Love and rage, rage and love. Love has been an important theme in the struggles that have redefined the meaning of politics over the last year, a constant theme of the Occupy movements, a profound feeling even at the heart of the violent clashes in many parts of the world. Yet love walks hand in hand with rage, the rage of "how dare they take our lives away from us, how dare they treat us like objects". The rage of a different world forcing its way through the obscenity of the world that surrounds us. Perhaps.

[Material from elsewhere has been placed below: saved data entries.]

//! Ibani Translator - English to Ibani translation relay
//!
//! This library validates translation requests, forwards them to a hosted
//! or self-hosted inference endpoint, and normalizes the reply into a
//! stable JSON contract.

#![forbid(unsafe_code)]

pub mod cli;
pub mod core;
pub mod server;

// Re-export key types for convenience
pub use core::{
    client::RelayClient,
    config::RelayConfig,
    errors::RelayError,
    models::{InferenceBackend, TranslationRequest, TranslationResponse},
};

/// Library version
pub const VERSION: &str = env!("CARGO_PKG_VERSION");

/// Library name
pub const NAME: &str = env!("CARGO_PKG_NAME");
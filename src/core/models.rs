//! Core data models for the relay

use serde::{Deserialize, Serialize};
use serde_json::Value;
use std::fmt;

use crate::core::errors::{RelayError, Result};

/// Language of the text accepted by the relay
pub const SOURCE_LANGUAGE: &str = "English";

/// Language produced by the external model
pub const TARGET_LANGUAGE: &str = "Ibani";

/// Message returned when the request body carries no usable `text`
pub const MISSING_TEXT_MESSAGE: &str = "Please provide a \"text\" field in the request body.";

/// Kind of external inference backend
#[derive(Debug, Clone, Copy, PartialEq, Eq, Serialize, Deserialize)]
#[serde(rename_all = "lowercase")]
pub enum InferenceBackend {
    /// Hosted inference API addressed by model id
    Hosted,
    /// Self-hosted endpoint addressed by URL
    Custom,
}

impl fmt::Display for InferenceBackend {
    fn fmt(&self, f: &mut fmt::Formatter<'_>) -> fmt::Result {
        match self {
            InferenceBackend::Hosted => write!(f, "hosted"),
            InferenceBackend::Custom => write!(f, "custom"),
        }
    }
}

impl std::str::FromStr for InferenceBackend {
    type Err = String;

    fn from_str(s: &str) -> std::result::Result<Self, Self::Err> {
        match s.trim().to_ascii_lowercase().as_str() {
            "hosted" => Ok(InferenceBackend::Hosted),
            "custom" => Ok(InferenceBackend::Custom),
            other => Err(format!("unknown inference backend: {}", other)),
        }
    }
}

/// Translation request
#[derive(Debug, Clone, PartialEq, Serialize, Deserialize)]
pub struct TranslationRequest {
    pub text: String,
}

impl TranslationRequest {
    pub fn new(text: impl Into<String>) -> Self {
        Self { text: text.into() }
    }

    /// Validate a raw JSON body; `text` must be a non-empty string.
    pub fn from_value(body: &Value) -> Result<Self> {
        match body.get("text").and_then(Value::as_str) {
            Some(text) if !text.is_empty() => Ok(Self::new(text)),
            _ => Err(RelayError::Validation {
                message: MISSING_TEXT_MESSAGE.to_string(),
            }),
        }
    }
}

/// Successful translation response
#[derive(Debug, Clone, PartialEq, Serialize, Deserialize)]
pub struct TranslationResponse {
    pub original_text: String,
    pub translated_text: String,
    pub source_language: String,
    pub target_language: String,
    pub success: bool,
}

impl TranslationResponse {
    pub fn new(original_text: impl Into<String>, translated_text: impl Into<String>) -> Self {
        Self {
            original_text: original_text.into(),
            translated_text: translated_text.into(),
            source_language: SOURCE_LANGUAGE.to_string(),
            target_language: TARGET_LANGUAGE.to_string(),
            success: true,
        }
    }
}

/// Error response
#[derive(Debug, Clone, PartialEq, Serialize, Deserialize)]
pub struct ErrorResponse {
    pub error: String,
    pub message: String,
    pub success: bool,
}

impl From<&RelayError> for ErrorResponse {
    fn from(err: &RelayError) -> Self {
        Self {
            error: err.label().to_string(),
            message: err.message(),
            success: false,
        }
    }
}

/// Health check response
#[derive(Debug, Clone, Serialize, Deserialize)]
pub struct HealthResponse {
    pub status: String,
    pub model: String,
    pub timestamp: String,
    pub using_custom_inference: bool,
}

/// One entry of the endpoint catalog
#[derive(Debug, Clone, Serialize, Deserialize)]
pub struct EndpointInfo {
    pub method: String,
    pub path: String,
    pub description: String,
}

/// Static service descriptor served at `/`
#[derive(Debug, Clone, Serialize, Deserialize)]
pub struct ServiceInfo {
    pub name: String,
    pub version: String,
    pub model: String,
    pub endpoints: Vec<EndpointInfo>,
}
//! HTTP server module

pub mod api;
pub mod cors;
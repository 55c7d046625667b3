//! Main entry point for the Ibani translator relay

#![forbid(unsafe_code)]

use clap::Parser;
use dotenvy::dotenv;
use std::path::PathBuf;
use tracing_subscriber::{layer::SubscriberExt, util::SubscriberInitExt};

use ibani_translator::cli::commands::{self, Commands};
use ibani_translator::RelayConfig;

/// Ibani Translator - English to Ibani translation relay
#[derive(Parser, Debug)]
#[command(name = "ibani-translator", version, about, long_about = None)]
struct Args {
    /// JSON configuration file (defaults to environment variables)
    #[arg(long)]
    config: Option<PathBuf>,

    /// Enable verbose logging
    #[arg(short, long)]
    verbose: bool,

    #[command(subcommand)]
    command: Option<Commands>,
}

#[tokio::main]
async fn main() -> anyhow::Result<()> {
    // Load environment variables
    dotenv().ok();

    let args = Args::parse();

    let log_level = if args.verbose { "debug" } else { "info" };
    let default_filter = format!(
        "{}={},tower_http={}",
        env!("CARGO_CRATE_NAME"),
        log_level,
        log_level
    );

    tracing_subscriber::registry()
        .with(
            tracing_subscriber::EnvFilter::try_from_default_env()
                .unwrap_or_else(|_| default_filter.into()),
        )
        .with(tracing_subscriber::fmt::layer())
        .init();

    let config = match &args.config {
        Some(path) => RelayConfig::from_file(path)?,
        None => RelayConfig::from_env()?,
    };

    match args.command.unwrap_or(Commands::Serve {
        host: None,
        port: None,
    }) {
        Commands::Serve { host, port } => {
            commands::handle_server(config, host, port).await?;
        }
        Commands::Config => {
            commands::handle_config(&config)?;
        }
    }

    Ok(())
}
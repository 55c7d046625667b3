//! HTTP API server implementation

use axum::{
    extract::{rejection::JsonRejection, Json, State},
    http::StatusCode,
    response::{IntoResponse, Response},
    routing::{get, post},
    Router,
};
use chrono::SecondsFormat;
use serde_json::Value;
use std::net::SocketAddr;
use std::sync::Arc;
use tower_http::trace::TraceLayer;
use tracing::{error, info, warn};

use crate::core::client::RelayClient;
use crate::core::config::RelayConfig;
use crate::core::errors::RelayError;
use crate::core::models::{
    EndpointInfo, ErrorResponse, HealthResponse, ServiceInfo, TranslationRequest,
    TranslationResponse, MISSING_TEXT_MESSAGE,
};
use crate::server::cors::cors_layer;

/// Application state
#[derive(Clone)]
pub struct AppState {
    relay: RelayClient,
}

impl AppState {
    pub fn new(config: Arc<RelayConfig>) -> anyhow::Result<Self> {
        Ok(Self {
            relay: RelayClient::new(config)?,
        })
    }

    fn config(&self) -> &RelayConfig {
        self.relay.config()
    }
}

impl IntoResponse for RelayError {
    fn into_response(self) -> Response {
        let status =
            StatusCode::from_u16(self.status_code()).unwrap_or(StatusCode::INTERNAL_SERVER_ERROR);
        (status, Json(ErrorResponse::from(&self))).into_response()
    }
}

/// Service descriptor handler
async fn service_info(State(state): State<Arc<AppState>>) -> Json<ServiceInfo> {
    let endpoint = |method: &str, path: &str, description: &str| EndpointInfo {
        method: method.to_string(),
        path: path.to_string(),
        description: description.to_string(),
    };

    Json(ServiceInfo {
        name: "Ibani Translator".to_string(),
        version: env!("CARGO_PKG_VERSION").to_string(),
        model: state.config().model_id.clone(),
        endpoints: vec![
            endpoint("GET", "/", "Service information"),
            endpoint("GET", "/health", "Readiness probe"),
            endpoint("POST", "/api/translate", "Translate English text to Ibani"),
        ],
    })
}

/// Health check handler
async fn health_check(State(state): State<Arc<AppState>>) -> Json<HealthResponse> {
    let config = state.config();
    Json(HealthResponse {
        status: "UP".to_string(),
        model: config.model_id.clone(),
        timestamp: chrono::Utc::now().to_rfc3339_opts(SecondsFormat::Millis, true),
        using_custom_inference: config.uses_custom_inference(),
    })
}

/// Translation handler
async fn translate(
    State(state): State<Arc<AppState>>,
    payload: Result<Json<Value>, JsonRejection>,
) -> Result<Json<TranslationResponse>, RelayError> {
    let request = match payload {
        Ok(Json(body)) => TranslationRequest::from_value(&body),
        Err(rejection) => {
            warn!("Rejected request body: {}", rejection);
            Err(RelayError::Validation {
                message: MISSING_TEXT_MESSAGE.to_string(),
            })
        }
    }?;

    match state.relay.translate(&request.text).await {
        Ok(translated) => Ok(Json(TranslationResponse::new(request.text, translated))),
        Err(e) => {
            error!("Translation Error: {}", e);
            Err(e)
        }
    }
}

/// Build the router with CORS and request tracing
pub fn create_router(config: Arc<RelayConfig>) -> anyhow::Result<Router> {
    let cors = cors_layer(&config.allowed_origins)?;
    let state = Arc::new(AppState::new(config)?);

    Ok(Router::new()
        .route("/", get(service_info))
        .route("/health", get(health_check))
        .route("/api/translate", post(translate))
        .layer(cors)
        .layer(TraceLayer::new_for_http())
        .with_state(state))
}

/// Run the HTTP server
pub async fn run_server(config: RelayConfig) -> anyhow::Result<()> {
    let addr: SocketAddr = format!("{}:{}", config.host, config.port).parse()?;
    let app = create_router(Arc::new(config))?;

    info!("Starting server on {}", addr);

    let listener = tokio::net::TcpListener::bind(addr).await?;
    axum::serve(listener, app).await?;

    Ok(())
}
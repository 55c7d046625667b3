//! Outbound client for the external inference endpoint

use std::sync::Arc;
use std::time::Duration;
use serde_json::Value;
use tracing::{debug, info, warn};

use crate::core::adapter::{adapter_for, ResponseAdapter};
use crate::core::config::RelayConfig;
use crate::core::errors::{RelayError, Result};

/// Forwards text to the configured inference endpoint and normalizes the reply
#[derive(Clone)]
pub struct RelayClient {
    client: reqwest::Client,
    config: Arc<RelayConfig>,
    adapter: Arc<dyn ResponseAdapter>,
}

impl RelayClient {
    /// Create a new relay client
    pub fn new(config: Arc<RelayConfig>) -> Result<Self> {
        let client = reqwest::Client::builder()
            .timeout(Duration::from_millis(config.timeout_ms))
            .pool_idle_timeout(Some(Duration::from_secs(30)))
            .pool_max_idle_per_host(10)
            .build()?;

        let adapter: Arc<dyn ResponseAdapter> = Arc::from(adapter_for(config.backend));

        Ok(Self {
            client,
            config,
            adapter,
        })
    }

    /// Configuration this client was built with
    pub fn config(&self) -> &RelayConfig {
        &self.config
    }

    /// Translate a single text through the external endpoint
    pub async fn translate(&self, text: &str) -> Result<String> {
        let url = self.config.inference_url()?;

        info!("Translating: {:?} via {}", text, url);

        let mut request = self
            .client
            .post(&url)
            .header("Content-Type", "application/json")
            .json(&self.adapter.request_body(text));

        if let Some(token) = &self.config.access_token {
            request = request.bearer_auth(token);
        }

        let response = request
            .send()
            .await
            .map_err(|e| self.transport_error(e))?;

        let status = response.status();
        let body = response
            .text()
            .await
            .map_err(|e| self.transport_error(e))?;

        if !status.is_success() {
            let message = upstream_message(status.as_u16(), &body);
            warn!("Upstream returned {}: {}", status, message);
            return Err(RelayError::Upstream {
                status: Some(status.as_u16()),
                message,
            });
        }

        // Non-JSON bodies are kept as a string and fall through to serialization.
        let data = serde_json::from_str::<Value>(&body).unwrap_or(Value::String(body));
        debug!("Upstream response: {}", data);

        Ok(self.adapter.normalize(&data))
    }

    fn transport_error(&self, err: reqwest::Error) -> RelayError {
        if err.is_timeout() {
            RelayError::Timeout {
                timeout_ms: self.config.timeout_ms,
            }
        } else {
            RelayError::Upstream {
                status: err.status().map(|s| s.as_u16()),
                message: err.to_string(),
            }
        }
    }
}

/// Most specific error message available from an upstream error body.
///
/// Looks at `error` (or `error.message`), then `message`, then falls back
/// to a generic description of the status.
pub fn upstream_message(status: u16, body: &str) -> String {
    let parsed = serde_json::from_str::<Value>(body).ok();

    parsed
        .as_ref()
        .and_then(|data| {
            let error = data.get("error");
            error
                .and_then(Value::as_str)
                .or_else(|| error.and_then(|e| e.get("message")).and_then(Value::as_str))
                .or_else(|| data.get("message").and_then(Value::as_str))
        })
        .filter(|message| !message.is_empty())
        .map(str::to_string)
        .unwrap_or_else(|| format!("Request failed with status code {}", status))
}
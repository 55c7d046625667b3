//! CLI command definitions and handlers

use clap::Subcommand;

use crate::core::config::RelayConfig;

/// Commands for the Ibani translator relay
#[derive(Subcommand, Debug, Clone, PartialEq)]
pub enum Commands {
    /// Start HTTP API server
    Serve {
        /// Bind address (overrides HOST)
        #[arg(long)]
        host: Option<String>,

        /// Listen port (overrides PORT)
        #[arg(short, long)]
        port: Option<u16>,
    },

    /// Print the effective configuration with secrets masked
    Config,
}

/// Handle server command
pub async fn handle_server(
    mut config: RelayConfig,
    host: Option<String>,
    port: Option<u16>,
) -> anyhow::Result<()> {
    use crate::server::api::run_server;
    use tracing::info;

    if host.is_some() || port.is_some() {
        apply_overrides(&mut config, host, port);
        config.validate()?;
    }

    info!("=========================================");
    info!("Ibani Translator relay is running");
    info!("Port: {}", config.port);
    info!("Model: {}", config.model_id);
    info!("Backend: {}", config.backend);
    info!("Health Check: http://localhost:{}/health", config.port);
    info!("=========================================");

    run_server(config).await?;

    Ok(())
}

/// Handle config command
pub fn handle_config(config: &RelayConfig) -> anyhow::Result<()> {
    println!("{}", serde_json::to_string_pretty(&config.redacted())?);
    Ok(())
}

/// Apply `--host` / `--port` on top of the loaded configuration
fn apply_overrides(config: &mut RelayConfig, host: Option<String>, port: Option<u16>) {
    if let Some(host) = host {
        config.host = host;
    }
    if let Some(port) = port {
        config.port = port;
    }
}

That pushing through of a different world is not just a question of rage, although rage is part of it. It necessarily involves the patient construction of a different way of doing things, the creation of different forms of social cohesion and mutual support. Behind the spectacle of the burning banks in Greece lies a deeper process, a quieter movement of people refusing to pay bus fares, electricity bills, motorway tolls, bank debts; a movement, born of necessity and conviction, of people organising their lives in a different way, creating communities of mutual support and food networks, squatting empty buildings and land, creating community gardens, returning to the countryside, turning their backs on the politicians (who are now afraid to show themselves in the streets) and creating directly democratic forms of taking social decisions. Still insufficient perhaps, still experimental, but crucial. Behind the spectacular flames, it is this searching for and creation of a different way of living that will determine the future of Greece, and of the world.
For this coming Saturday action throughout the world has been called for in support of the revolt in Greece. We are all Greeks.